In this, I am against the spirit of the age. Though I don’t expect to change the direction the world lurches, I myself cannot change. I am what I am. And for good and for ill, that has always been someone with an almost pathological need for truth and data, the rawer the better. I simply cannot recalculate the value of an idea according to the identity or eminence of its originator.

Ideas which are true, the goal toward which science fitfully stumbles, differ from the ephemeral things of our social existence. Sports and politics, ratios and retweets are the foam of the present. Money so arduously accumulated will be spent without a trace. Individual humans are born, flourish, grow old, and die. Permanence lies elsewhere. Truth binds us across the centuries and spans national borders.

Reality stands apart from our gloss on it. A stone-faced witness to our coming and our passing. To seek truth is to grasp at something eternal, something that will persist long after us. It is neither spent nor dissipated.

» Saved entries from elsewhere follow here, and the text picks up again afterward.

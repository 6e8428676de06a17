//! Service installation and fleet lifecycle tasks

use crate::tasks::TaskArgs;
use crate::ui;
use crate::workspace::Workspace;
use anyhow::{Result, bail};
use fleet::Transition;
use std::path::Path;
use std::sync::Arc;
use taskgraph::{Registry, Task};

const BULK: [(&str, &str, Transition); 6] = [
    ("start-all", "Start every instance", Transition::Start),
    ("stop-all", "Stop every instance", Transition::Stop),
    ("restart-all", "Restart every instance", Transition::Restart),
    ("enable-all", "Enable every instance", Transition::Enable),
    ("disable-all", "Disable every instance", Transition::Disable),
    (
        "stop-and-disable-all",
        "Disable then stop every instance",
        Transition::DisableStop,
    ),
];

pub fn register(
    registry: &mut Registry,
    ws: &Arc<Workspace>,
    args: &TaskArgs,
) -> taskgraph::Result<()> {
    let list_ws = Arc::clone(ws);
    registry.register(
        Task::new("list-instances", move |_| {
            let instances = list_ws.fleet().list_instances()?;
            if instances.is_empty() {
                ui::info(&format!("No {} instances", list_ws.config().service.name));
            }
            for instance in instances {
                println!("{instance}");
            }
            Ok(())
        })
        .describe("List registered service instances"),
    )?;

    for (name, description, transition) in BULK {
        let ws = Arc::clone(ws);
        registry.register(
            Task::new(name, move |_| bulk(&ws, transition)).describe(description),
        )?;
    }

    let instance = args.instance;
    let enable_ws = Arc::clone(ws);
    registry.register(
        Task::new("enable-instance", move |scope| {
            let Some(number) = instance else {
                bail!("{} needs an instance number", scope.task());
            };
            enable_ws.fleet().enable_start(number)?;
            let unit = enable_ws.fleet().instance_name(number);
            ui::success(&format!("Enabled and started {unit}"));
            Ok(())
        })
        .describe("Enable and start one instance"),
    )?;

    let disable_ws = Arc::clone(ws);
    registry.register(
        Task::new("disable-instance", move |scope| {
            let Some(number) = instance else {
                bail!("{} needs an instance number", scope.task());
            };
            disable_ws.fleet().disable_stop(number)?;
            let unit = disable_ws.fleet().instance_name(number);
            ui::success(&format!("Disabled and stopped {unit}"));
            Ok(())
        })
        .describe("Disable and stop one instance"),
    )?;

    let pulse_ws = Arc::clone(ws);
    registry.register(
        Task::new("configure-pulse", move |_| configure_pulse(&pulse_ws))
            .describe("Install and start the pulseaudio service"),
    )?;

    let service_ws = Arc::clone(ws);
    registry.register(
        Task::new("configure-service", move |_| configure_service(&service_ws))
            .describe("Install the service unit and start the first instance"),
    )?;

    let deploy_ws = Arc::clone(ws);
    registry.register(
        Task::new("deploy", move |_| deploy(&deploy_ws))
            .describe("Replace the installed binary and config, then restart"),
    )?;

    registry.register(
        Task::new("install", |scope| {
            scope.run("deploy")?;
            Ok(())
        })
        .describe("Build, configure and deploy the service")
        .depends_on(["build-locally", "configure-service"]),
    )
}

fn bulk(ws: &Workspace, transition: Transition) -> Result<()> {
    let done = ws.fleet().bulk_transition(transition)?;
    if done.is_empty() {
        ui::info(&format!("No {} instances", ws.config().service.name));
    } else {
        ui::success(&format!("{transition}: {} instance(s)", done.len()));
    }
    Ok(())
}

fn daemon_reload(ws: &Workspace) -> Result<()> {
    ws.run(ws.privileged(&ws.config().fleet.manager).arg("daemon-reload"))?;
    Ok(())
}

fn configure_pulse(ws: &Workspace) -> Result<()> {
    let service = &ws.config().service;
    let unit_file = service.pulse_unit_file.as_str();
    let unit = Path::new(unit_file)
        .file_stem()
        .map_or_else(|| unit_file.to_string(), |s| s.to_string_lossy().into_owned());
    let manager = &ws.config().fleet.manager;

    ui::step("Configuring pulseaudio");
    ws.run(ws.privileged("cp").args([
        unit_file.to_string(),
        format!("{}/{unit_file}", service.unit_dir),
    ]))?;
    daemon_reload(ws)?;
    ws.run(ws.privileged(manager).args(["enable", unit.as_str()]))?;
    ws.run(ws.privileged(manager).args(["start", unit.as_str()]))?;
    Ok(())
}

fn configure_service(ws: &Workspace) -> Result<()> {
    let service = &ws.config().service;
    let fleet = ws.fleet();

    // Installing over running instances is allowed
    if let Err(e) = fleet.bulk_transition(Transition::DisableStop) {
        log::warn!("Could not stop existing instances: {e}");
        ui::warn(&format!("Continuing after: {e}"));
    }

    ui::step(&format!("Installing {}@.service", service.name));
    ws.run(ws.privileged("cp").args([
        service.unit_file.clone(),
        format!("{}/{}@.service", service.unit_dir, service.name),
    ]))?;
    daemon_reload(ws)?;

    fleet.enable_start(service.first_instance)?;
    ui::success(&format!(
        "Started {}",
        fleet.instance_name(service.first_instance)
    ));
    Ok(())
}

fn deploy(ws: &Workspace) -> Result<()> {
    let service = &ws.config().service;

    ui::step("Deploying");
    for installed in [&service.install_binary, &service.install_config] {
        ws.run(ws.privileged("rm").args(["-rf", installed.as_str()]))?;
    }
    for (source, target) in [
        (&service.binary, &service.install_binary),
        (&service.config_file, &service.install_config),
    ] {
        ws.run(ws.privileged("cp").args([source.as_str(), target.as_str()]))?;
    }

    bulk(ws, Transition::Restart)
}
//! Lifecycle actions understood by the service manager.

use std::fmt;

/// A single service manager sub-command applied to one unit.
#[derive(Debug, Clone, Copy, PartialEq, Eq, Hash)]
pub enum Verb {
    Start,
    Stop,
    Restart,
    Enable,
    Disable,
}

impl Verb {
    /// Sub-command as passed to the service manager.
    pub fn as_str(&self) -> &'static str {
        match self {
            Self::Start => "start",
            Self::Stop => "stop",
            Self::Restart => "restart",
            Self::Enable => "enable",
            Self::Disable => "disable",
        }
    }

    /// Present participle for progress messages.
    pub fn progressive(&self) -> &'static str {
        match self {
            Self::Start => "Starting",
            Self::Stop => "Stopping",
            Self::Restart => "Restarting",
            Self::Enable => "Enabling",
            Self::Disable => "Disabling",
        }
    }
}

impl fmt::Display for Verb {
    fn fmt(&self, f: &mut fmt::Formatter<'_>) -> fmt::Result {
        f.write_str(self.as_str())
    }
}

/// A bulk transition applied to every discovered instance.
#[derive(Debug, Clone, Copy, PartialEq, Eq, Hash)]
pub enum Transition {
    Start,
    Stop,
    Restart,
    Enable,
    Disable,
    /// Disable first, then stop
    DisableStop,
}

impl Transition {
    /// Sub-actions applied to each instance, in order.
    pub fn steps(&self) -> &'static [Verb] {
        match self {
            Self::Start => &[Verb::Start],
            Self::Stop => &[Verb::Stop],
            Self::Restart => &[Verb::Restart],
            Self::Enable => &[Verb::Enable],
            Self::Disable => &[Verb::Disable],
            Self::DisableStop => &[Verb::Disable, Verb::Stop],
        }
    }
}

impl fmt::Display for Transition {
    fn fmt(&self, f: &mut fmt::Formatter<'_>) -> fmt::Result {
        let names: Vec<_> = self.steps().iter().map(Verb::as_str).collect();
        f.write_str(&names.join("+"))
    }
}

This anxious craving for truth, be it in the end ugly or divine, has propelled me for the two decades I’ve been writing on the internet. It motivated me as a voracious and meandering reader during my childhood. My catholic tastes in intellectual inquiry are both a matter of happenstance and disposition. In the 1980’s my immigrant parents adopted the norms of the place and time where they landed. It  was still socially acceptable, if slightly odd, to leave an 8-year-old wandering the stacks of the public library for entire weekends. This is where I discovered the world on my own, guided by my own inclinations and caprice.

The dual blessings of a restless mind and an unsupervised childhood though can conspire to leave a man a bewildered stranger in this age. Suddenly ideas are disdained as disposable instruments in political games. For me, they can only ever be the goal of my journey.

 

Fools Rush In

In the early 2000’s, a lack of concern for shibboleths or taboos wasn’t particularly brave or rare. John Brockman published a book of essays in 2006 titled “What is your dangerous idea?” I suspect such a collection would be unthinkable today, its very premise triggering. Instead of a frisson, it would risk its contributors’ cancellation. If such a book appeared, it would be a sham, the essays timid and cautious out of concern for the contributors’ reputations. A social-media-driven world of ideas metes out strong tribal sanctions against wrongthink. It does not, as it turns out, always “get better.” The pre-social-media world was much more forgiving of deviationism. Information may want to be free, but the masses do not. They want confirmation of what they already know to be true. They want comfort. They want Voxplainers on how they are right.

Perhaps this is being too generous. The internet is a place where “everyone” watches livestreams of the likes of Khloe Khardasian. But who actually has time for the great thinkers of the past, say Xunzi or Schopenhauer? The information superhighway is choking with trash trucks. But if you look, gold glistens right there on the street as the hordes rush past, bound for their must-see outrage du jour.